As the Centre for Policy Studies has argued, a 95 per cent repayment mortgage is not a problem for a good borrower if the interest rate is fixed for 20 years ahead at a price he can afford. Stress tests for rising interest rates become irrelevant for both lender and borrower. Today’s ultra-low interest rates – the UK government can borrow for 30 years at under 1 per cent – provide an unprecedented opportunity.
The banks are not the natural lenders of this long-term money, but the life companies and pension funds are desperate to find assets which match their long-term liabilities, and which actually yield something.
Still, there is no idea so good that government interference cannot muck it up, and the prime minister’s suggestion of government guarantees for these mortgages sounds suspiciously like yet another expensive mistake in the making. Far better to set the rules to encourage the natural lenders and let the market work. Oh, and please scrap the wretched Help to Buy.
Well, we can all dream
“Listen to what the government ministers are saying, and bet on the opposite happening” has never been more apposite than this week, as the Conservative virtual party conference thrilled us all.
Here is the chancellor telling us about the sacred responsibility to balance the books, when we all know it cannot be done, especially when he is still pursuing his open chequebook policy. Neither growth nor tax rises will eliminate the deficit, and until the markets start to fret at the speed of money printing, Rishi Sunak will be able to bask in the sort of warm glow few chancellors ever see.
Then came the prime minister’s green dream of wind power for all, with the vista of thousands of happy workers churning out turbine blades for the world while we drive around in our electric cars. This is a virtual reality which could only be sustained in front of a virtual audience.
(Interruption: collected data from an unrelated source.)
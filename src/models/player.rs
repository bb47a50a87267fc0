//! Player identity model.

use serde::{Deserialize, Serialize};

/// Playing role of a club member.
#[derive(Debug, Clone, PartialEq, Eq, Serialize, Deserialize)]
#[serde(from = "String", into = "String")]
pub enum Category {
    Batsman,
    Bowler,
    AllRounder,
    WicketKeeper,
    /// Anything the store holds that isn't one of the known roles.
    Other(String),
}

impl Category {
    pub fn as_str(&self) -> &str {
        match self {
            Category::Batsman => "Batsman",
            Category::Bowler => "Bowler",
            Category::AllRounder => "All-rounder",
            Category::WicketKeeper => "Wicket-keeper",
            Category::Other(s) => s,
        }
    }
}

impl Default for Category {
    fn default() -> Self {
        Category::Other(String::new())
    }
}

impl From<String> for Category {
    fn from(s: String) -> Self {
        let normalized: String = s
            .chars()
            .filter(|c| c.is_ascii_alphanumeric())
            .collect::<String>()
            .to_lowercase();
        match normalized.as_str() {
            "batsman" | "batter" => Category::Batsman,
            "bowler" => Category::Bowler,
            "allrounder" => Category::AllRounder,
            "wicketkeeper" => Category::WicketKeeper,
            _ => Category::Other(s),
        }
    }
}

impl From<Category> for String {
    fn from(c: Category) -> Self {
        c.as_str().to_string()
    }
}

impl std::fmt::Display for Category {
    fn fmt(&self, f: &mut std::fmt::Formatter<'_>) -> std::fmt::Result {
        write!(f, "{}", self.as_str())
    }
}

/// Registration status of a player.
#[derive(Debug, Clone, Default, PartialEq, Eq, Serialize, Deserialize)]
#[serde(from = "String", into = "String")]
pub enum PlayerStatus {
    Approved,
    #[default]
    Pending,
    Rejected,
    Other(String),
}

impl From<String> for PlayerStatus {
    fn from(s: String) -> Self {
        match s.trim().to_lowercase().as_str() {
            "approved" => PlayerStatus::Approved,
            "pending" => PlayerStatus::Pending,
            "rejected" => PlayerStatus::Rejected,
            _ => PlayerStatus::Other(s),
        }
    }
}

impl From<PlayerStatus> for String {
    fn from(s: PlayerStatus) -> Self {
        match s {
            PlayerStatus::Approved => "approved".to_string(),
            PlayerStatus::Pending => "pending".to_string(),
            PlayerStatus::Rejected => "rejected".to_string(),
            PlayerStatus::Other(s) => s,
        }
    }
}

/// Reference data for a registered player.
///
/// Joined to its [`StatRecord`](super::StatRecord) by `username`, never by `id`.
#[derive(Debug, Clone, PartialEq, Serialize, Deserialize)]
#[serde(rename_all = "camelCase")]
pub struct PlayerIdentity {
    /// Store document id
    #[serde(rename = "_id", default)]
    pub id: String,

    /// Unique, stable handle
    pub username: String,

    /// Display name
    #[serde(default)]
    pub name: String,

    #[serde(default)]
    pub category: Category,

    /// Profile image URL
    #[serde(default)]
    pub image: Option<String>,

    #[serde(default)]
    pub age: Option<u32>,

    #[serde(default)]
    pub batting_style: Option<String>,

    #[serde(default)]
    pub bowling_style: Option<String>,

    #[serde(default)]
    pub status: PlayerStatus,
}

impl PlayerIdentity {
    /// Create an approved player with only the required fields set.
    pub fn new(username: impl Into<String>, name: impl Into<String>, category: Category) -> Self {
        let username = username.into();
        Self {
            id: username.clone(),
            username,
            name: name.into(),
            category,
            image: None,
            age: None,
            batting_style: None,
            bowling_style: None,
            status: PlayerStatus::Approved,
        }
    }

    pub fn with_status(mut self, status: PlayerStatus) -> Self {
        self.status = status;
        self
    }

    pub fn is_approved(&self) -> bool {
        self.status == PlayerStatus::Approved
    }
}

#[cfg(test)]
mod tests {
    use super::*;

    #[test]
    fn test_category_parsing() {
        assert_eq!(Category::from("Batsman".to_string()), Category::Batsman);
        assert_eq!(Category::from("All-rounder".to_string()), Category::AllRounder);
        assert_eq!(Category::from("all rounder".to_string()), Category::AllRounder);
        assert_eq!(
            Category::from("Wicket-keeper".to_string()),
            Category::WicketKeeper
        );
        assert_eq!(
            Category::from("Coach".to_string()),
            Category::Other("Coach".to_string())
        );
    }

    #[test]
    fn test_category_display() {
        assert_eq!(Category::AllRounder.to_string(), "All-rounder");
        assert_eq!(Category::Other("Coach".into()).to_string(), "Coach");
    }

    #[test]
    fn test_player_deserialization() {
        let json = r#"{
            "_id": "64fa01",
            "username": "rsharma",
            "name": "Rohit Sharma",
            "category": "Batsman",
            "image": "https://img.example.com/rs.png",
            "status": "approved",
            "battingStyle": "Right-hand bat",
            "age": 36
        }"#;

        let player: PlayerIdentity = serde_json::from_str(json).unwrap();
        assert_eq!(player.id, "64fa01");
        assert_eq!(player.username, "rsharma");
        assert_eq!(player.category, Category::Batsman);
        assert_eq!(player.batting_style.as_deref(), Some("Right-hand bat"));
        assert_eq!(player.bowling_style, None);
        assert_eq!(player.age, Some(36));
        assert!(player.is_approved());
    }

    #[test]
    fn test_player_missing_status_is_pending() {
        let json = r#"{"username": "newbie"}"#;
        let player: PlayerIdentity = serde_json::from_str(json).unwrap();
        assert_eq!(player.status, PlayerStatus::Pending);
        assert!(!player.is_approved());
    }

    #[test]
    fn test_status_round_trip_keeps_unknown() {
        let status = PlayerStatus::from("Suspended".to_string());
        assert_eq!(status, PlayerStatus::Other("Suspended".to_string()));
        assert_eq!(String::from(status), "Suspended");
    }
}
If the offshore wind target of 40 gigawatts (up from 10GW today) sounds familiar, it’s because we’ve heard it all before. In 2007 the Labour government promised 33GW by 2020. To realise the updated fantasy requires a new turbine (probably made in China) to be planted every weekday for the next decade, at a cost of perhaps £50bn. Even if this was physically possible, the climate sceptics at the Global Warming Policy Forum calculate the investment as equivalent to a 200 per cent rise in electricity prices.
This is little more than a guess, but the same can be said of the true cost of wind power. Add in the need for (gas) back-up when the wind doesn’t blow, expensive maintenance costs and the reconfiguration of the electricity grid, and it is far more expensive than the headline suggests.
Still, we apparently have money to burn, whatever Mr Sunak’s Augustinian words. HS2, Hinkley Point, hydrogen home heating, electric cars and tax cuts as well …O, brave new world!
Not following the science
Back in the real world, here’s a sad little example of how sentiment beats science. In western Cumbria, an area not over-endowed with employment possibilities, the (Labour) council has approved a new coal mine. A coal mine! Such a dirty, polluting, regressive proposal cannot possibly be allowed, and the wretched Robert Jenrick, he of the Isle of Dogs print works scandal, is dithering about whether to stop it.
The usual suspects are urging him to do so, as you would expect. Never mind that this mine would not produce coal to burn in power stations, but a higher grade that is needed to turn iron into steel, and which is currently imported. Never mind about the 500 local jobs it would create. Don’t give us the facts, we’ve already made up our minds.